We all know the typical astronaut accessories—the EVA suit, the oxygen tanks, the radio assembly. But there's an invisible part of each space mission that's often overlooked: the trillions of microorganisms that hitch a ride.
Observing responses of pathogens in space could help scientists figure out how to outsmart them when they cause trouble on Earth.
Dr. Sarah Wallace is a NASA microbiologist who aims to keep microbes from causing problems for U.S. astronauts aboard the International Space Station. According to Wallace, research on microorganisms in space has more than cosmic importance. It can also reveal things about our health here on Earth:
1) Avoiding disease isn't all about maintaining a sterile environment.
NASA has a great track record of keeping the crew healthy on space missions. But surprisingly, it's not from having kept the space flight environment as sterile as possible.
Wallace says, "We [monitor] the environment but unless we find something that's medically significant, or [in] super high numbers, we're not going to do anything."
Not only is it impossible for astronauts to live in completely sterile quarters—crew members, after all, are microbe-shedding machines—but it may not even be desirable, given what we now know about the human microbiome. Scientists have found that the entire community of microorganisms (bacteria, archaea, fungi, and viruses) living in and on us likely have an active role in keeping us healthy. This means that down on the ground we need to let go of the germophobe idea that eradicating all microbes is always better for our health.
2) Disease-causing microbes change their behavior under different conditions.
Remember the recent E. coli O157:H7 outbreak linked to romaine lettuce? We're still grappling with a lot of pathogen problems here on Earth. One reason is that scientists are still learning which strategies these disease-causing microorganisms are capable of employing under different conditions.
Space missions are associated with a major shift in gut microbiome composition—as shown in NASA's twin study.
Wallace says experiments with Salmonella Typhimurium showed that the pathogen became more virulent in space. Yet curiously, the opposite seemed to happen to Staphylococcus aureus under space-flight-like conditions—it became more benign.
"The way these organisms have evolved, certain triggers [in the space flight environment] might be dictating how they're responding," Wallace says.

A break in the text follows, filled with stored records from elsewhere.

//! Simple file-backed [`TokenVault`] for lightweight deployments and bots.

// std
use std::{
	fs::{self, File},
	io::Write,
	path::{Path, PathBuf},
};
// self
use crate::{
	_prelude::*,
	store::{StoreError, StoreFuture, TokenVault},
};

/// Persists vault entries to a JSON file after each mutation.
#[derive(Clone, Debug)]
pub struct FileVault {
	path: PathBuf,
	inner: Arc<RwLock<BTreeMap<String, String>>>,
}
impl FileVault {
	/// Opens (or creates) a vault at the provided path, eagerly loading existing data.
	pub fn open(path: impl Into<PathBuf>) -> Result<Self, StoreError> {
		let path = path.into();

		Self::ensure_parent_exists(&path)?;

		let snapshot = if path.exists() { Self::load_snapshot(&path)? } else { BTreeMap::new() };

		Ok(Self { path, inner: Arc::new(RwLock::new(snapshot)) })
	}

	fn load_snapshot(path: &Path) -> Result<BTreeMap<String, String>, StoreError> {
		if !path.exists() {
			return Ok(BTreeMap::new());
		}

		let metadata = path.metadata().map_err(|e| StoreError::Backend {
			message: format!("Failed to inspect {}: {e}", path.display()),
		})?;

		if metadata.len() == 0 {
			return Ok(BTreeMap::new());
		}

		let bytes = fs::read(path).map_err(|e| StoreError::Backend {
			message: format!("Failed to read {}: {e}", path.display()),
		})?;

		let entries: Vec<(String, String)> =
			serde_json::from_slice(&bytes).map_err(|e| StoreError::Serialization {
				message: format!("Failed to parse {}: {e}", path.display()),
			})?;

		Ok(entries.into_iter().collect())
	}

	fn ensure_parent_exists(path: &Path) -> Result<(), StoreError> {
		if let Some(parent) = path.parent().filter(|p| !p.as_os_str().is_empty()) {
			fs::create_dir_all(parent).map_err(|e| StoreError::Backend {
				message: format!("Failed to create vault directory {}: {e}", parent.display()),
			})?;
		}
		Ok(())
	}

	fn persist_locked(&self, contents: &BTreeMap<String, String>) -> Result<(), StoreError> {
		Self::ensure_parent_exists(&self.path)?;

		let snapshot: Vec<_> = contents.iter().collect();
		let serialized =
			serde_json::to_vec_pretty(&snapshot).map_err(|e| StoreError::Serialization {
				message: format!("Failed to serialize vault snapshot: {e}"),
			})?;
		let mut tmp_path = self.path.clone();

		tmp_path.set_extension("tmp");

		{
			let mut file = File::create(&tmp_path).map_err(|e| StoreError::Backend {
				message: format!("Failed to create {}: {e}", tmp_path.display()),
			})?;

			file.write_all(&serialized).map_err(|e| StoreError::Backend {
				message: format!("Failed to write {}: {e}", tmp_path.display()),
			})?;
			file.sync_all().map_err(|e| StoreError::Backend {
				message: format!("Failed to sync {}: {e}", tmp_path.display()),
			})?;
		}

		fs::rename(&tmp_path, &self.path).map_err(|e| StoreError::Backend {
			message: format!("Failed to replace {}: {e}", self.path.display()),
		})
	}
}
impl TokenVault for FileVault {
	fn get<'a>(&'a self, key: &'a str) -> StoreFuture<'a, Option<String>> {
		Box::pin(async move { Ok(self.inner.read().get(key).cloned()) })
	}

	fn set<'a>(&'a self, key: &'a str, value: &'a str) -> StoreFuture<'a, ()> {
		Box::pin(async move {
			let mut guard = self.inner.write();

			guard.insert(key.to_owned(), value.to_owned());
			self.persist_locked(&guard)?;

			Ok(())
		})
	}

	fn remove<'a>(&'a self, key: &'a str) -> StoreFuture<'a, ()> {
		Box::pin(async move {
			let mut guard = self.inner.write();

			if guard.remove(key).is_some() {
				self.persist_locked(&guard)?;
			}

			Ok(())
		})
	}
}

Observing these responses could help scientists figure out how to outsmart the pathogen when it causes trouble on Earth. "It's giving us some great insights into how we could target them differently in the future," she explains.
3) Major shifts in the gut microbiome could affect health in specific ways.
Scientists still have a lot to learn about which changes in an adult's gut microbiome actually cause a change in health status. In fact, microbiome-focused therapeutics companies are in hot pursuit of these connections.
Space missions are associated with a major shift in gut microbiome composition—as shown in NASA's twin study, which followed astronaut Scott Kelly during a year aboard the ISS while his identical twin brother Mark (a retired astronaut) stayed on the ground. Scott experienced simultaneous changes in telomere length and bone formation; were these related to the gut microbial differences?
Wallace says a soon-to-be-published study of nine additional astronauts could help answer this question. The research may reveal how closely gut microbiome shifts track health outcomes, and the reversibility of the changes.
She emphasizes the science from her lab isn't meant to help only the small minority of humans who will ever go to space: "That's always our goal—that our research is helping people on Earth."